Eustachian Tube Dysfunction

Eustachian tube dysfunction is when the tube between the middle ear and throat is not functioning properly. The Eustachian tube is present mainly to equalise the air pressure in the middle ear and drain fluid from the middle ear. 

When the Eustachian tube is not functioning correctly or becomes blocked, the air pressure cannot equalise properly and fluid cannot drain freely from the middle ear. The air pressure between the middle ear and the environment can become unequal. The middle ear can fill with fluid.

Eustachian tube dysfunction may be related to a viral upper respiratory tract infection (URTI), allergies (e.g., hayfever) or smoking.



Eustachian tube dysfunction may present with:

  • Reduced or altered hearing
  • Popping noises or sensations in the ear
  • A fullness sensation in the ear
  • Pain or discomfort
  • Tinnitus


Symptoms tend to get worse when the external air pressure changes and the middle ear pressure cannot equalise to the outside pressure, for example, flying, climbing a mountain or scuba diving.

Otoscopy may appear normal, but it is important to exclude other causes (e.g., otitis media).



Often Eustachian tube dysfunction gives a typical set of symptoms and is associated with a clear cause, for example, a recent viral upper respiratory tract infection or hayfever. In this situation, investigations are not required as the symptoms will resolve with time or simple treatments. 

In persistent, problematic or severe symptoms, investigations to help establish the diagnosis and cause include:

  • Tympanometry 
  • Audiometry
  • Nasopharyngoscopy (an endoscopic camera through the nose to the throat to inspect the Eustachian tube openings)
  • CT scan to assess for structural pathology



Tympanometry involves: 

  • Inserting a device into the external auditory canal (ear canal)
  • Creating different air pressures in the canal 
  • Sending a sound in the direction of the tympanic membrane
  • Measuring the amount of sound reflected back off the tympanic membrane
  • Plotting a tympanogram (graph) of the sound absorbed (admittance) at different air pressures


The amount of sound absorbed by the tympanic membrane and middle ear (not reflected back to the device) is known as the admittance. 

Normally, sound is absorbed best when the air pressure in the ear canal matches the ambient air pressure. The ambient air pressure is equal to the middle ear pressure in healthy ears. 

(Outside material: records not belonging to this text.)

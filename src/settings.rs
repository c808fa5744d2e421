//! Game settings and preferences
//!
//! Stored as JSON. Missing fields take their defaults.

use std::fmt;
use std::path::Path;

use serde::{Deserialize, Serialize};

use crate::consts::{PLAYFIELD_HEIGHT, PLAYFIELD_WIDTH};
use crate::sim::{GameState, Playfield};

#[derive(Debug)]
pub enum SettingsError {
    Io(std::io::Error),
    Parse(serde_json::Error),
}

impl fmt::Display for SettingsError {
    fn fmt(&self, f: &mut fmt::Formatter<'_>) -> fmt::Result {
        match self {
            Self::Io(e) => write!(f, "settings I/O failed: {}", e),
            Self::Parse(e) => write!(f, "settings are not valid JSON: {}", e),
        }
    }
}

impl std::error::Error for SettingsError {
    fn source(&self) -> Option<&(dyn std::error::Error + 'static)> {
        match self {
            Self::Io(e) => Some(e),
            Self::Parse(e) => Some(e),
        }
    }
}

impl From<std::io::Error> for SettingsError {
    fn from(e: std::io::Error) -> Self {
        Self::Io(e)
    }
}

impl From<serde_json::Error> for SettingsError {
    fn from(e: serde_json::Error) -> Self {
        Self::Parse(e)
    }
}

/// Game settings/preferences
#[derive(Debug, Clone, PartialEq, Serialize, Deserialize)]
#[serde(default)]
pub struct Settings {
    // === Playfield ===
    pub playfield_width: f32,
    pub playfield_height: f32,
    /// Fixed run seed; None picks one from the clock
    pub seed: Option<u64>,
    /// Asteroids spawned per level number
    pub asteroids_per_level: u32,

    // === Audio ===
    /// Master volume (0.0 - 1.0)
    pub master_volume: f32,
    /// Sound effects volume (0.0 - 1.0)
    pub sfx_volume: f32,
    pub muted: bool,
}

impl Default for Settings {
    fn default() -> Self {
        Self {
            playfield_width: PLAYFIELD_WIDTH,
            playfield_height: PLAYFIELD_HEIGHT,
            seed: None,
            asteroids_per_level: 1,

            master_volume: 0.8,
            sfx_volume: 1.0,
            muted: false,
        }
    }
}

impl Settings {
    pub fn from_json(json: &str) -> Result<Self, SettingsError> {
        Ok(serde_json::from_str(json)?)
    }

    pub fn load_from(path: impl AsRef<Path>) -> Result<Self, SettingsError> {
        let json = std::fs::read_to_string(path)?;
        Self::from_json(&json)
    }

    /// Load settings, falling back to defaults on any failure
    pub fn load_or_default(path: impl AsRef<Path>) -> Self {
        let path = path.as_ref();
        match Self::load_from(path) {
            Ok(settings) => {
                log::info!("Loaded settings from {}", path.display());
                settings
            }
            Err(e) => {
                log::warn!("Using default settings ({})", e);
                Self::default()
            }
        }
    }

    pub fn save_to(&self, path: impl AsRef<Path>) -> Result<(), SettingsError> {
        let json = serde_json::to_string_pretty(self)?;
        std::fs::write(path, json)?;
        log::info!("Settings saved");
        Ok(())
    }

    /// Playfield with non-positive or non-finite sizes replaced by defaults
    pub fn playfield(&self) -> Playfield {
        let sane = |v: f32, fallback: f32| if v.is_finite() && v > 1.0 { v } else { fallback };
        Playfield::new(
            sane(self.playfield_width, PLAYFIELD_WIDTH),
            sane(self.playfield_height, PLAYFIELD_HEIGHT),
        )
    }

    /// A run on the title screen, seeded from the settings or `fallback_seed`
    pub fn new_game(&self, fallback_seed: u64) -> GameState {
        let seed = self.seed.unwrap_or(fallback_seed);
        log::info!("New run with seed {}", seed);
        GameState::new(seed, self.playfield()).with_asteroids_per_level(self.asteroids_per_level)
    }
}

#[cfg(test)]
mod tests {
    use super::*;

    #[test]
    fn test_partial_json_uses_defaults() {
        let settings = Settings::from_json(r#"{ "seed": 99, "asteroids_per_level": 2 }"#)
            .expect("valid settings");
        assert_eq!(settings.seed, Some(99));
        assert_eq!(settings.asteroids_per_level, 2);
        assert_eq!(settings.playfield_width, PLAYFIELD_WIDTH);
    }

    #[test]
    fn test_bad_json_is_parse_error() {
        let err = Settings::from_json("{ nope").expect_err("invalid");
        assert!(matches!(err, SettingsError::Parse(_)));
    }

    #[test]
    fn test_missing_file_falls_back() {
        let settings = Settings::load_or_default("/definitely/not/here/settings.json");
        assert_eq!(settings, Settings::default());
    }

    #[test]
    fn test_save_then_load() {
        let path = std::env::temp_dir().join(format!("rock-arena-settings-{}.json", std::process::id()));
        let settings = Settings {
            seed: Some(5),
            muted: true,
            ..Default::default()
        };
        settings.save_to(&path).expect("writable temp dir");
        let loaded = Settings::load_from(&path).expect("readable");
        let _ = std::fs::remove_file(&path);
        assert_eq!(loaded, settings);
    }

    #[test]
    fn test_new_game_applies_settings() {
        let settings = Settings {
            seed: Some(17),
            playfield_width: -5.0,
            asteroids_per_level: 3,
            ..Default::default()
        };
        let state = settings.new_game(0);
        assert_eq!(state.seed, 17);
        assert_eq!(state.playfield.width, PLAYFIELD_WIDTH);
        assert_eq!(state.asteroids_per_level, 3);
    }
}
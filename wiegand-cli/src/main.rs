use std::process::ExitCode;

use anyhow::Result;
use clap::Parser;
use tracing_subscriber::{fmt, prelude::*, EnvFilter};
use wiegand_cli::{commands, Cli};

fn main() -> ExitCode {
    // clap exits with status 2 on usage errors
    let cli = Cli::parse();

    // Setup logging; stderr stays quiet apart from warnings unless verbose
    let filter = if cli.verbose {
        EnvFilter::new("debug")
    } else {
        EnvFilter::new("warn")
    };

    tracing_subscriber::registry()
        .with(fmt::layer().with_writer(std::io::stderr))
        .with(filter)
        .init();

    match run(&cli) {
        Ok(()) => ExitCode::SUCCESS,
        Err(e) => {
            eprintln!("wiegand-tx: {:#}", e);
            ExitCode::from(2)
        }
    }
}

fn run(cli: &Cli) -> Result<()> {
    let config = cli.tx.to_config()?;

    if cli.dry_run {
        commands::preview::execute(&config, cli.json)?;
    } else {
        commands::transmit::execute(&config)?;
    }

    Ok(())
}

When there is Eustachian tube dysfunction, the air pressure in the middle ear may be lower than the ambient air pressure because new air cannot get in through the tympanic membrane to equalise the pressures. As a result, the tympanogram will show a peak admittance (most sound absorbed) with negative ear canal pressures.



Treatment options for Eustachian tube dysfunction include:

  • No treatment, waiting for it to resolve spontaneously (e.g., recovering from the viral URTI)
  • Valsalva manoeuvre (holding the nose and blowing into it to inflate the Eustachian tube)
  • Decongestant nasal sprays (short term only)
  • Antihistamines and a steroid nasal spray for allergies or rhinitis
  • Surgery may be required in severe or persistent cases


Otovent is an over the counter device where the patient blows into a balloon using a single nostril, which can help inflate the Eustachian tube, clear blockages and equalise pressure.

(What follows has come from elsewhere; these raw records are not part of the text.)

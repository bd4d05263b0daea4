//! Core types for Wiegand frames

use crate::bits::BitSequence;
use crate::error::WiegandError;
use alloc::string::ToString;
use core::fmt;
use core::str::FromStr;
use serde::{Deserialize, Serialize};

/// Bit widths of the facility and card fields
#[derive(Debug, Clone, Copy, PartialEq, Eq, Serialize, Deserialize)]
pub struct FieldWidths {
    /// Width of the facility code in bits
    pub facility_bits: u32,
    /// Width of the card code in bits
    pub card_bits: u32,
}

impl FieldWidths {
    /// Create explicit field widths
    pub const fn new(facility_bits: u32, card_bits: u32) -> Self {
        Self {
            facility_bits,
            card_bits,
        }
    }

    /// Number of data bits these widths produce
    pub const fn data_bits(&self) -> usize {
        self.facility_bits as usize + self.card_bits as usize
    }
}

/// Named credential layouts
#[derive(Debug, Clone, Copy, PartialEq, Eq, Hash, Serialize, Deserialize)]
pub enum FormatPreset {
    /// 26-bit: 8-bit facility, 16-bit card
    W26,
    /// 34-bit: 16-bit facility, 16-bit card
    W34,
    /// 35-bit: 19-bit facility, 16-bit card
    W35,
    /// 37-bit: 18-bit facility, 16-bit card
    W37,
    /// 48-bit: 16-bit facility, 30-bit card
    W48,
}

impl FormatPreset {
    /// Look up a preset by its format identifier
    pub fn from_id(id: u32) -> Result<Self, WiegandError> {
        match id {
            26 => Ok(FormatPreset::W26),
            34 => Ok(FormatPreset::W34),
            35 => Ok(FormatPreset::W35),
            37 => Ok(FormatPreset::W37),
            48 => Ok(FormatPreset::W48),
            other => Err(WiegandError::UnsupportedFormat(other)),
        }
    }

    /// The format identifier
    pub const fn id(&self) -> u32 {
        match self {
            FormatPreset::W26 => 26,
            FormatPreset::W34 => 34,
            FormatPreset::W35 => 35,
            FormatPreset::W37 => 37,
            FormatPreset::W48 => 48,
        }
    }

    /// Facility and card widths for this format
    pub const fn widths(&self) -> FieldWidths {
        match self {
            FormatPreset::W26 => FieldWidths::new(8, 16),
            FormatPreset::W34 => FieldWidths::new(16, 16),
            FormatPreset::W35 => FieldWidths::new(19, 16),
            FormatPreset::W37 => FieldWidths::new(18, 16),
            FormatPreset::W48 => FieldWidths::new(16, 30),
        }
    }
}

/// Parity policy applied to the data bits
#[derive(Debug, Clone, Copy, PartialEq, Eq, Hash, Default, Serialize, Deserialize)]
#[serde(rename_all = "kebab-case")]
pub enum ParityMode {
    /// Frame equals the data bits
    None,
    /// One trailing bit making the whole frame's 1-count even
    WholeEven,
    /// One trailing bit making the whole frame's 1-count odd
    WholeOdd,
    /// Leading odd parity over the first half, trailing even parity over the second half
    #[default]
    #[serde(rename = "std")]
    Standard,
}

impl ParityMode {
    /// Name used on the command line
    pub const fn as_str(&self) -> &'static str {
        match self {
            ParityMode::None => "none",
            ParityMode::WholeEven => "whole-even",
            ParityMode::WholeOdd => "whole-odd",
            ParityMode::Standard => "std",
        }
    }

    /// Number of bits this mode adds to the data
    pub const fn overhead(&self) -> usize {
        match self {
            ParityMode::None => 0,
            ParityMode::WholeEven | ParityMode::WholeOdd => 1,
            ParityMode::Standard => 2,
        }
    }
}

impl FromStr for ParityMode {
    type Err = WiegandError;

    fn from_str(s: &str) -> Result<Self, Self::Err> {
        match s {
            "std" => Ok(ParityMode::Standard),
            "none" => Ok(ParityMode::None),
            "whole-even" => Ok(ParityMode::WholeEven),
            "whole-odd" => Ok(ParityMode::WholeOdd),
            other => Err(WiegandError::InvalidParity(other.to_string())),
        }
    }
}

impl fmt::Display for ParityMode {
    fn fmt(&self, f: &mut fmt::Formatter<'_>) -> fmt::Result {
        f.write_str(self.as_str())
    }
}

/// A fully encoded frame ready for transmission
#[derive(Debug, Clone, PartialEq, Eq, Serialize)]
pub struct WiegandFrame {
    /// Parity policy that produced `bits`
    pub parity: ParityMode,

    /// Data bits before parity
    pub data: BitSequence,

    /// Frame bits in transmission order
    pub bits: BitSequence,
}

impl WiegandFrame {
    /// Number of bits on the wire
    pub fn len(&self) -> usize {
        self.bits.len()
    }

    /// True when the frame carries no bits
    pub fn is_empty(&self) -> bool {
        self.bits.is_empty()
    }

    /// Check the frame against an expected length, if one was given
    pub fn validate_length(&self, expected: Option<usize>) -> Result<(), WiegandError> {
        match expected {
            Some(expected) if expected != self.bits.len() => {
                Err(WiegandError::FrameLengthMismatch {
                    expected,
                    actual: self.bits.len(),
                })
            }
            _ => Ok(()),
        }
    }
}

impl fmt::Display for WiegandFrame {
    fn fmt(&self, f: &mut fmt::Formatter<'_>) -> fmt::Result {
        fmt::Display::fmt(&self.bits, f)
    }
}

There are three main surgical options:

  • Treating any other pathology that might be causing symptoms, for example, adenoidectomy (removal of the adenoids)
  • Grommets
  • Balloon dilatation Eustachian tuboplasty


Grommets are tiny tubes inserted into the tympanic membrane by an ENT surgeon. This allows air or fluid from the middle ear to drain through the tympanic membrane to the ear canal. Grommets are usually inserted using a local anaesthetic. The procedure is relatively safe with few complications. Grommets typically fall out within 18 months.

Balloon dilatation Eustachian tuboplasty involves inserting a deflated balloon into the Eustachian tube, inflating the balloon for a short period (i.e., 2 minutes) to stretch the Eustachian tube, then deflating and removing it. This is usually done under general anaesthetic.